The update of the rules is also described by EPF as an opportunity to introduce “more genuine transparency and public access to information on decisions taken by national authorities.” It points out, sardonically, that the title of the EU’s legislation on pricing and reimbursement - the “Transparency Directive” - alludes only to ensuring that national rules are transparent to pharmaceutical companies. Patients and the public are, it says, left out in the cold.
For EPF, the objective of the review should be to create what it terms a genuine culture of transparency. This means, it says, bring more clarity into the way that medicines prices are decided on. As it points out, there are currently wide discrepancies in the price of some medicines across the EU. But its solution includes not only opening up the bureaucratic processes to wider public scrutiny. “Consideration should also be given to how transparency is handled by the pharmaceutical industry,” it says, in a tone that will set alarm bells ringing in many corporate headquarters.
The EPF ambitions also include patient involvement in health technology assessments. This too ventures into sensitive territory for drug firms that are already nervous that health technology assessment could be used as a weapon to keep their new products off the market, rather than as a lever to squeeze them into reimbursement regimes and allow them adequate prices. EPF is making a strong bid for giving patients more of a say in this area.

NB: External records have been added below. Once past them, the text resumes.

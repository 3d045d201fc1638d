//! Command-line interface for stackrelay
//!
//! Provides argument parsing and subcommand handling for the stackrelay binary.

use clap::{Parser, Subcommand};
use std::path::PathBuf;

/// Validating relay between clients and a hosted LLM provider
#[derive(Parser)]
#[command(name = "stackrelay")]
#[command(version)]
#[command(about = "Validating relay between clients and a hosted LLM provider")]
#[command(
    long_about = "stackrelay serves POST /chat (JSON or server-sent events) and POST /analyze, \
    validating each request before relaying it to an OpenAI-compatible provider."
)]
pub struct Cli {
    /// Path to configuration file
    #[arg(short, long, default_value = "config.toml", global = true)]
    pub config: String,

    #[command(subcommand)]
    pub command: Option<Command>,
}

#[derive(Subcommand)]
pub enum Command {
    /// Run the HTTP server (default when no subcommand is given)
    Serve,

    /// Generate a template configuration file
    Config {
        /// Output file path (prints to stdout if not specified)
        #[arg(short, long)]
        output: Option<String>,
    },

    /// Manage the locally stored provider API key
    Credentials {
        /// Credential file (defaults to the platform config directory)
        #[arg(long)]
        store: Option<PathBuf>,

        #[command(subcommand)]
        action: CredentialsAction,
    },
}

#[derive(Subcommand, Debug, PartialEq, Eq)]
pub enum CredentialsAction {
    /// Store an API key (read from stdin when omitted)
    Set {
        api_key: Option<String>,
    },
    /// Remove the stored API key
    Clear,
    /// Report whether an API key is stored
    Status,
}

/// Generate template configuration content
pub fn generate_config_template() -> &'static str {
    r#"# stackrelay Configuration
# =========================
#
# This file configures the HTTP server, the upstream LLM provider, streaming
# behavior and observability settings for stackrelay.

# ─────────────────────────────────────────────────────────────────────────────
# SERVER CONFIGURATION
# ─────────────────────────────────────────────────────────────────────────────

[server]
# IP address to bind to (0.0.0.0 for all interfaces, 127.0.0.1 for localhost only)
host = "127.0.0.1"

# Port to listen on
port = 3000

# ─────────────────────────────────────────────────────────────────────────────
# PROVIDER
# ─────────────────────────────────────────────────────────────────────────────
#
# Any OpenAI-compatible chat completions API. Requests go to
# {base_url}/chat/completions.

[provider]
base_url = "https://api.openai.com/v1"
model = "gpt-4o-mini"

# API key resolution order:
#   1. api_key below
#   2. the environment variable named by api_key_env
#   3. the key stored with `stackrelay credentials set`
# api_key = "sk-..."
api_key_env = "STACKRELAY_API_KEY"

# Per-call timeout in seconds (whole call for JSON replies, until the
# response headers for streams)
timeout_seconds = 30

# Total attempts for /analyze calls on transient failures (1 = no retry).
# Chat is never retried.
max_retries = 3

# Base backoff between attempts in milliseconds (doubles each retry, capped at 30s)
retry_backoff_ms = 100

# Optional sampling settings forwarded to the provider
# temperature = 0.7
# max_tokens = 1024

# System prompt sent ahead of the text on /analyze
# analysis_prompt = "..."

# ─────────────────────────────────────────────────────────────────────────────
# STREAMING
# ─────────────────────────────────────────────────────────────────────────────

[streaming]
# Seconds between SSE keep-alive comments while the provider is silent
keep_alive_seconds = 15

# Maximum seconds to wait for the next provider chunk once streaming began
idle_timeout_seconds = 60

# Send a final `data: [DONE]` frame before closing a finished stream
done_sentinel = false

# ─────────────────────────────────────────────────────────────────────────────
# OBSERVABILITY
# ─────────────────────────────────────────────────────────────────────────────

[observability]
# Log level: "trace", "debug", "info", "warn", "error" (RUST_LOG overrides)
log_level = "info"

# Prometheus metrics are always available at /metrics on the server port
"#
}
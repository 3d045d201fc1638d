//! Analyze endpoint handler
//!
//! Handles POST /analyze requests: one text blob in, one structured
//! analysis out.

use crate::error::{AppError, AppResult, Operation};
use crate::handlers::AppState;
use crate::handlers::extractor::ValidatedJson;
use crate::metrics::Outcome;
use crate::middleware::RequestId;
use axum::{Extension, Json, extract::State};
use chrono::{DateTime, Utc};
use serde::{Deserialize, Deserializer, Serialize};
use std::time::Instant;

/// Maximum allowed text length in characters (100K chars)
const MAX_TEXT_LENGTH: usize = 100_000;

/// Analyze request from client
///
/// Validation is enforced during deserialization - invalid instances cannot exist.
#[derive(Debug, Clone)]
pub struct AnalyzeRequest {
    text: String,
}

impl AnalyzeRequest {
    /// Get the text to analyze
    pub fn text(&self) -> &str {
        &self.text
    }
}

impl<'de> Deserialize<'de> for AnalyzeRequest {
    fn deserialize<D>(deserializer: D) -> Result<Self, D::Error>
    where
        D: Deserializer<'de>,
    {
        #[derive(Deserialize)]
        struct RawAnalyzeRequest {
            #[serde(default)]
            text: Option<serde_json::Value>,
        }

        let raw = RawAnalyzeRequest::deserialize(deserializer)?;

        let text = match raw.text {
            None => return Err(serde::de::Error::custom("text is required")),
            Some(serde_json::Value::String(text)) => text,
            Some(_) => return Err(serde::de::Error::custom("text must be a string")),
        };

        if text.trim().is_empty() {
            return Err(serde::de::Error::custom(
                "text cannot be empty or contain only whitespace",
            ));
        }

        let char_count = text.chars().count();
        if char_count > MAX_TEXT_LENGTH {
            return Err(serde::de::Error::custom(format!(
                "text exceeds maximum length of {} characters (got {})",
                MAX_TEXT_LENGTH, char_count
            )));
        }

        Ok(AnalyzeRequest { text })
    }
}

/// Analyze response to client
#[derive(Debug, Clone, Serialize)]
pub struct AnalyzeResponse {
    /// Provider-defined analysis value
    pub analysis: serde_json::Value,
    /// Captured when the response is built
    pub timestamp: DateTime<Utc>,
}

impl AnalyzeResponse {
    pub fn new(analysis: serde_json::Value) -> Self {
        Self {
            analysis,
            timestamp: Utc::now(),
        }
    }
}

/// POST /analyze handler
pub async fn handler(
    State(state): State<AppState>,
    Extension(request_id): Extension<RequestId>,
    request: Result<ValidatedJson<AnalyzeRequest>, AppError>,
) -> AppResult<Json<AnalyzeResponse>> {
    let metrics = state.metrics();

    let ValidatedJson(request) = request.inspect_err(|e| {
        tracing::warn!(
            request_id = %request_id,
            endpoint = "analyze",
            error = %e,
            "Rejected analyze request"
        );
        metrics.record_request(Operation::Analyze, Outcome::Rejected);
    })?;

    tracing::debug!(
        request_id = %request_id,
        text_length = request.text().len(),
        "Received analyze request"
    );

    let started = Instant::now();
    let result = state.provider().analyze(request.text()).await;
    metrics.observe_provider_duration(Operation::Analyze, started.elapsed().as_secs_f64());

    match result {
        Ok(analysis) => {
            metrics.record_request(Operation::Analyze, Outcome::Success);
            tracing::info!(
                request_id = %request_id,
                duration_ms = started.elapsed().as_millis() as u64,
                "Analysis completed"
            );
            Ok(Json(AnalyzeResponse::new(analysis)))
        }
        Err(e) => {
            metrics.record_request(Operation::Analyze, Outcome::ProviderFailed);
            tracing::error!(
                request_id = %request_id,
                endpoint = "analyze",
                error = %e,
                error_kind = e.kind(),
                "Analysis failed"
            );
            Err(AppError::provider(Operation::Analyze, e))
        }
    }
}

#[cfg(test)]
mod tests {
    use super::*;

    fn parse(body: &str) -> Result<AnalyzeRequest, serde_json::Error> {
        serde_json::from_str(body)
    }

    #[test]
    fn test_valid_request() {
        let request = parse(r#"{"text": "Unity + C# project"}"#).unwrap();
        assert_eq!(request.text(), "Unity + C# project");
    }

    #[test]
    fn test_missing_text_rejected() {
        let err = parse("{}").unwrap_err();
        assert!(err.to_string().contains("text is required"));

        let err = parse(r#"{"text": null}"#).unwrap_err();
        assert!(err.to_string().contains("text is required"));
    }

    #[test]
    fn test_non_string_text_rejected() {
        for body in [r#"{"text": 42}"#, r#"{"text": ["a"]}"#, r#"{"text": {"a": 1}}"#] {
            let err = parse(body).unwrap_err();
            assert!(err.to_string().contains("text must be a string"), "{}", body);
        }
    }

    #[test]
    fn test_blank_text_rejected() {
        let err = parse(r#"{"text": "  \n\t"}"#).unwrap_err();
        assert!(err.to_string().contains("cannot be empty"));
    }

    #[test]
    fn test_length_limit_counts_characters() {
        let at_limit = "é".repeat(MAX_TEXT_LENGTH);
        let body = serde_json::json!({ "text": at_limit }).to_string();
        assert!(parse(&body).is_ok());

        let over = "a".repeat(MAX_TEXT_LENGTH + 1);
        let body = serde_json::json!({ "text": over }).to_string();
        let err = parse(&body).unwrap_err();
        assert!(err.to_string().contains("exceeds maximum length"));
    }

    #[test]
    fn test_response_serializes_rfc3339_timestamp() {
        let response = AnalyzeResponse::new(serde_json::json!({"engines": ["godot"]}));
        let value = serde_json::to_value(&response).unwrap();

        assert_eq!(value["analysis"]["engines"][0], "godot");
        let timestamp = value["timestamp"].as_str().expect("timestamp is a string");
        assert!(DateTime::parse_from_rfc3339(timestamp).is_ok());
    }
}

But patient groups could prove to be less-than-reliable allies of drug firms in these complex negotiations. Even EPF is aware that access to the decision-making process is not the only issue: patient groups currently lack the competences and skills to make a real contribution to the assessment process, it acknowledges. Some pharmaceutical industry executives are speculating on the effect of incorporating avowedly loose cannons into an already tense arena.
The ambition and energy of patient groups is evident. The question it all provokes, however, is how much influence patient groups have. They may make a lot of noise. But with the big battalions of drug firms and health ministries manoeuvring for this latest European confrontation, who is going to hear the shouts from the sidelines?